▶ Problem requirements:
Retype all the records with nothing changed.

(Stored data)
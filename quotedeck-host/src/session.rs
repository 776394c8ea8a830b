//! The session facade wiring store, selector, codec, and sync together.

use crate::view::QuoteView;
use chrono::Utc;
use quotedeck_select::{QuoteSelector, SelectError, SelectorConfig};
use quotedeck_storage::{KeyValueStore, LoadOutcome, QuoteStore, SessionState};
use quotedeck_sync::{Outbox, RemoteClient, RemoteConfig, SyncHandle, SyncScheduler};
use quotedeck_types::{CategoryFilter, Quote};
use std::sync::Arc;
use std::time::Duration;
use tokio::sync::{mpsc, Mutex};
use tokio::task::JoinHandle;
use tracing::debug;

const EMPTY_HINT: &str = "No quotes available. Add one below!";
const STARTUP_HINT: &str = "Click \"Show New Quote\" to get started!";

/// Outcome of importing a picked file.
#[derive(Debug, Clone, Copy)]
pub struct ImportReport {
    /// Records actually added (duplicates by id are skipped).
    pub added: usize,
    /// Records dropped during validation.
    pub dropped: usize,
}

/// One interactive session over a quote collection.
///
/// Constructed once per process; dropping it tears down any running sync
/// scheduler.
pub struct QuoteSession {
    store: Arc<Mutex<QuoteStore>>,
    session: SessionState,
    selector: QuoteSelector,
    view: Arc<dyn QuoteView>,
    filter: CategoryFilter,
    outbox: Outbox,
    sync: Option<SyncHandle>,
    notifier: Option<JoinHandle<()>>,
}

impl QuoteSession {
    /// Creates a session over the given durable mirror and view.
    pub fn new(
        mirror: Arc<dyn KeyValueStore>,
        view: Arc<dyn QuoteView>,
        selector: SelectorConfig,
    ) -> Self {
        Self {
            store: Arc::new(Mutex::new(QuoteStore::new(mirror))),
            session: SessionState::in_memory(),
            selector: QuoteSelector::new(selector),
            view,
            filter: CategoryFilter::All,
            outbox: Outbox::new(),
            sync: None,
            notifier: None,
        }
    }

    /// Loads the collection and renders the initial state: the session's
    /// last-shown record when still present, a startup hint otherwise.
    pub async fn init(&self) {
        let mut store = self.store.lock().await;
        if store.load() == LoadOutcome::Seeded {
            self.view
                .notify("No saved quotes found; starting with the built-in collection.");
        }

        let last = self
            .session
            .last_shown_id()
            .and_then(|id| store.get(&id).cloned());
        match last {
            Some(quote) => self.view.show_quote(&quote),
            None => self.view.show_empty(STARTUP_HINT),
        }
    }

    /// Picks and renders the next quote under the active filter.
    pub async fn show_next(&self) {
        let store = self.store.lock().await;
        match self
            .selector
            .pick(store.all(), self.session.last_shown_id(), &self.filter)
        {
            Ok(selection) => {
                self.session.record_last_shown(selection.quote);
                self.view.show_quote(selection.quote);
            }
            Err(SelectError::NoQuoteAvailable) => self.view.show_empty(EMPTY_HINT),
        }
    }

    /// The submit callback: validates, stores, queues for push, and renders
    /// the new quote. Validation errors surface to the caller for
    /// user-visible feedback.
    pub async fn submit(&self, text: &str, category: &str) -> quotedeck_types::Result<Quote> {
        let quote = {
            let mut store = self.store.lock().await;
            store.add(text, category)?
        };
        self.outbox.enqueue(quote.id).await;
        self.session.record_last_shown(&quote);
        self.view.show_quote(&quote);
        Ok(quote)
    }

    /// The file-picked callback: imports a JSON payload, appends the valid
    /// records, and renders the first imported quote. A malformed payload
    /// surfaces; per-record failures only count.
    pub async fn import_bytes(
        &self,
        raw: &[u8],
    ) -> Result<ImportReport, quotedeck_codec::CodecError> {
        let outcome = quotedeck_codec::import(raw)?;
        let first = outcome.accepted.first().cloned();
        let added = {
            let mut store = self.store.lock().await;
            store.append_all(outcome.accepted)
        };
        if let Some(quote) = first {
            self.view.show_quote(&quote);
        }
        Ok(ImportReport {
            added,
            dropped: outcome.dropped,
        })
    }

    /// Serializes the collection for export.
    pub async fn export_json(&self) -> String {
        let store = self.store.lock().await;
        quotedeck_codec::export(store.all())
    }

    /// The timestamped file name for an export started now.
    pub fn export_file_name(&self) -> String {
        quotedeck_codec::export_file_name(Utc::now())
    }

    /// The category-changed callback: installs the new filter and re-renders
    /// under it.
    pub async fn set_filter(&mut self, label: &str) {
        self.filter = CategoryFilter::from_label(label);
        self.show_next().await;
    }

    /// The active filter.
    pub fn filter(&self) -> &CategoryFilter {
        &self.filter
    }

    /// Sorted category labels for the host's filter control.
    pub async fn categories(&self) -> Vec<String> {
        self.store.lock().await.categories()
    }

    /// Starts periodic sync against the remote, replacing any running
    /// scheduler. Conflicts resolved by a pass surface through
    /// [`QuoteView::notify`].
    pub async fn start_sync(&mut self, config: RemoteConfig, interval: Duration) {
        self.stop_sync().await;

        let (tx, mut rx) = mpsc::channel::<quotedeck_sync::SyncReport>(8);
        let view = self.view.clone();
        self.notifier = Some(tokio::spawn(async move {
            while let Some(report) = rx.recv().await {
                if !report.conflicts.is_empty() {
                    view.notify(&format!(
                        "Sync resolved {} conflict(s) from the server.",
                        report.conflicts.len()
                    ));
                }
            }
        }));

        self.sync = Some(SyncScheduler::start(
            self.store.clone(),
            self.outbox.clone(),
            RemoteClient::new(config),
            interval,
            tx,
        ));
        debug!("periodic sync started");
    }

    /// Stops the running scheduler, if any, and waits for teardown.
    pub async fn stop_sync(&mut self) {
        if let Some(handle) = self.sync.take() {
            handle.stop().await;
        }
        // The scheduler owned the only sender, so the forwarder drains and
        // exits once it is gone.
        if let Some(notifier) = self.notifier.take() {
            let _ = notifier.await;
        }
    }

    /// Whether a sync scheduler is currently running.
    pub fn sync_running(&self) -> bool {
        self.sync.as_ref().is_some_and(|h| !h.is_finished())
    }
}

▶ Solution to this task:
filename quotedeck-host/src/session.rs
repository 776394c8ea8a830b
//! The session facade wiring store, selector, codec, and sync together.

use crate::view::QuoteView;
use chrono::Utc;
use quotedeck_select::{QuoteSelector, SelectError, SelectorConfig};
use quotedeck_storage::{KeyValueStore, LoadOutcome, QuoteStore, SessionState};
use quotedeck_sync::{Outbox, RemoteClient, RemoteConfig, SyncHandle, SyncScheduler};
use quotedeck_types::{CategoryFilter, Quote};
use std::sync::Arc;
use std::time::Duration;
use tokio::sync::{mpsc, Mutex};
use tokio::task::JoinHandle;
use tracing::debug;

const EMPTY_HINT: &str = "No quotes available. Add one below!";
const STARTUP_HINT: &str = "Click \"Show New Quote\" to get started!";

/// Outcome of importing a picked file.
#[derive(Debug, Clone, Copy)]
pub struct ImportReport {
    /// Records actually added (duplicates by id are skipped).
    pub added: usize,
    /// Records dropped during validation.
    pub dropped: usize,
}

/// One interactive session over a quote collection.
///
/// Constructed once per process; dropping it tears down any running sync
/// scheduler.
pub struct QuoteSession {
    store: Arc<Mutex<QuoteStore>>,
    session: SessionState,
    selector: QuoteSelector,
    view: Arc<dyn QuoteView>,
    filter: CategoryFilter,
    outbox: Outbox,
    sync: Option<SyncHandle>,
    notifier: Option<JoinHandle<()>>,
}

impl QuoteSession {
    /// Creates a session over the given durable mirror and view.
    pub fn new(
        mirror: Arc<dyn KeyValueStore>,
        view: Arc<dyn QuoteView>,
        selector: SelectorConfig,
    ) -> Self {
        Self {
            store: Arc::new(Mutex::new(QuoteStore::new(mirror))),
            session: SessionState::in_memory(),
            selector: QuoteSelector::new(selector),
            view,
            filter: CategoryFilter::All,
            outbox: Outbox::new(),
            sync: None,
            notifier: None,
        }
    }

    /// Loads the collection and renders the initial state: the session's
    /// last-shown record when still present, a startup hint otherwise.
    pub async fn init(&self) {
        let mut store = self.store.lock().await;
        if store.load() == LoadOutcome::Seeded {
            self.view
                .notify("No saved quotes found; starting with the built-in collection.");
        }

        let last = self
            .session
            .last_shown_id()
            .and_then(|id| store.get(&id).cloned());
        match last {
            Some(quote) => self.view.show_quote(&quote),
            None => self.view.show_empty(STARTUP_HINT),
        }
    }

    /// Picks and renders the next quote under the active filter.
    pub async fn show_next(&self) {
        let store = self.store.lock().await;
        match self
            .selector
            .pick(store.all(), self.session.last_shown_id(), &self.filter)
        {
            Ok(selection) => {
                self.session.record_last_shown(selection.quote);
                self.view.show_quote(selection.quote);
            }
            Err(SelectError::NoQuoteAvailable) => self.view.show_empty(EMPTY_HINT),
        }
    }

    /// The submit callback: validates, stores, queues for push, and renders
    /// the new quote. Validation errors surface to the caller for
    /// user-visible feedback.
    pub async fn submit(&self, text: &str, category: &str) -> quotedeck_types::Result<Quote> {
        let quote = {
            let mut store = self.store.lock().await;
            store.add(text, category)?
        };
        self.outbox.enqueue(quote.id).await;
        self.session.record_last_shown(&quote);
        self.view.show_quote(&quote);
        Ok(quote)
    }

    /// The file-picked callback: imports a JSON payload, appends the valid
    /// records, and renders the first imported quote. A malformed payload
    /// surfaces; per-record failures only count.
    pub async fn import_bytes(
        &self,
        raw: &[u8],
    ) -> Result<ImportReport, quotedeck_codec::CodecError> {
        let outcome = quotedeck_codec::import(raw)?;
        let first = outcome.accepted.first().cloned();
        let added = {
            let mut store = self.store.lock().await;
            store.append_all(outcome.accepted)
        };
        if let Some(quote) = first {
            self.view.show_quote(&quote);
        }
        Ok(ImportReport {
            added,
            dropped: outcome.dropped,
        })
    }

    /// Serializes the collection for export.
    pub async fn export_json(&self) -> String {
        let store = self.store.lock().await;
        quotedeck_codec::export(store.all())
    }

    /// The timestamped file name for an export started now.
    pub fn export_file_name(&self) -> String {
        quotedeck_codec::export_file_name(Utc::now())
    }

    /// The category-changed callback: installs the new filter and re-renders
    /// under it.
    pub async fn set_filter(&mut self, label: &str) {
        self.filter = CategoryFilter::from_label(label);
        self.show_next().await;
    }

    /// The active filter.
    pub fn filter(&self) -> &CategoryFilter {
        &self.filter
    }

    /// Sorted category labels for the host's filter control.
    pub async fn categories(&self) -> Vec<String> {
        self.store.lock().await.categories()
    }

    /// Starts periodic sync against the remote, replacing any running
    /// scheduler. Conflicts resolved by a pass surface through
    /// [`QuoteView::notify`].
    pub async fn start_sync(&mut self, config: RemoteConfig, interval: Duration) {
        self.stop_sync().await;

        let (tx, mut rx) = mpsc::channel::<quotedeck_sync::SyncReport>(8);
        let view = self.view.clone();
        self.notifier = Some(tokio::spawn(async move {
            while let Some(report) = rx.recv().await {
                if !report.conflicts.is_empty() {
                    view.notify(&format!(
                        "Sync resolved {} conflict(s) from the server.",
                        report.conflicts.len()
                    ));
                }
            }
        }));

        self.sync = Some(SyncScheduler::start(
            self.store.clone(),
            self.outbox.clone(),
            RemoteClient::new(config),
            interval,
            tx,
        ));
        debug!("periodic sync started");
    }

    /// Stops the running scheduler, if any, and waits for teardown.
    pub async fn stop_sync(&mut self) {
        if let Some(handle) = self.sync.take() {
            handle.stop().await;
        }
        // The scheduler owned the only sender, so the forwarder drains and
        // exits once it is gone.
        if let Some(notifier) = self.notifier.take() {
            let _ = notifier.await;
        }
    }

    /// Whether a sync scheduler is currently running.
    pub fn sync_running(&self) -> bool {
        self.sync.as_ref().is_some_and(|h| !h.is_finished())
    }
}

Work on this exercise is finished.